Acidosis and blood epinephrine levels in hemorrhagic hypotension

Dogs were anesthetized with pentobarbital 30 mg/kg. Cannulas were placed for measurement of arterial and central venous blood pressures. The left femoral artery was cannulated and attachment was made to a reservoir set to maintain arterial blood pressure at 40 mm Hg. Blood pH, pCO2, and pO2 were obtained concomitantly with measurements of blood epinephrine levels utilizing the rat uterus assay method. Rapid hemorrhage to 40 mm Hg blood pressure elicited increments in blood epinephrine levels that closely followed the development of uncompensated acidosis.
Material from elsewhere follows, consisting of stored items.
//! Post-resolve validation

use crate::types::{Request, Socket};
use restfile_core::{Error, Result};

/// Validate resolved requests and the socket block, before any network I/O
pub fn validate(requests: &[Request], socket: Option<&Socket>) -> Result<()> {
    for request in requests {
        validate_request(request)?;
    }
    if let Some(socket) = socket {
        validate_socket(socket)?;
    }
    Ok(())
}

fn validate_request(request: &Request) -> Result<()> {
    if request.url.is_empty() {
        return Err(Error::config(format!(
            "url is required for request: {}",
            request.label
        )));
    }

    if let Some(file) = &request.file {
        if file.label.is_empty() {
            return Err(Error::build(
                &request.label,
                format!("file {} has no part label", file.path),
            ));
        }
        let has_content_type = request
            .headers
            .keys()
            .any(|k| k.eq_ignore_ascii_case("content-type"));
        if !has_content_type {
            return Err(Error::build(
                &request.label,
                "Content-Type not set for request with file",
            ));
        }
    }

    Ok(())
}

fn validate_socket(socket: &Socket) -> Result<()> {
    if socket.url.is_empty() {
        return Err(Error::config("url is required for socket"));
    }
    for name in &socket.run.order {
        if name != "noop" && !socket.playbook.contains_key(name) {
            return Err(Error::config(format!(
                "run order references unknown playbook entry: {}",
                name
            )));
        }
    }
    Ok(())
}

#[cfg(test)]
mod tests {
    use super::*;
    use crate::types::{FilePart, Run};
    use std::collections::BTreeMap;

    fn upload() -> Request {
        Request {
            label: "upload".to_string(),
            url: "http://localhost/upload".to_string(),
            method: "POST".to_string(),
            file: Some(FilePart {
                path: "./x.txt".to_string(),
                label: "file".to_string(),
            }),
            ..Default::default()
        }
    }

    #[test]
    fn test_file_requires_content_type() {
        let err = validate(&[upload()], None).unwrap_err();
        assert!(err.to_string().contains("Content-Type"));
        assert!(err.to_string().contains("upload"));
    }

    #[test]
    fn test_file_with_content_type_passes() {
        let mut request = upload();
        request.headers.insert(
            "content-type".to_string(),
            "multipart/form-data".to_string(),
        );
        assert!(validate(&[request], None).is_ok());
    }

    #[test]
    fn test_file_requires_part_label() {
        let mut request = upload();
        request.file.as_mut().unwrap().label.clear();
        let err = validate(&[request], None).unwrap_err();
        assert!(err.to_string().contains("part label"));
    }

    #[test]
    fn test_run_order_must_name_playbook_entries() {
        let socket = Socket {
            url: "ws://localhost/ws".to_string(),
            playbook: BTreeMap::from([("a".to_string(), "1".to_string())]),
            run: Run {
                order: vec!["a".to_string(), "noop".to_string(), "b".to_string()],
                delay: Default::default(),
            },
            ..Default::default()
        };
        let err = validate(&[], Some(&socket)).unwrap_err();
        assert!(err.to_string().contains("unknown playbook entry: b"));
    }
}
Correction of the acidosis by intravenous administration of tromethamine or sodium bicarbonate at a blood pressure of 40 mm Hg reduced the blood epinephrine levels by at least 50%, markedly improved cardiac function, increased hemorrhage volume, reduced respiratory rate, and, paradoxically, increased arterial pO2. In vitro studies showed that acidosis did not inhibit destruction of epinephrine added to blood. It was concluded that the adrenal gland is stimulated by acidosis to secrete epinephrine. This stimulation is an important source of blood epinephrine during periods of hypotension associated with shock.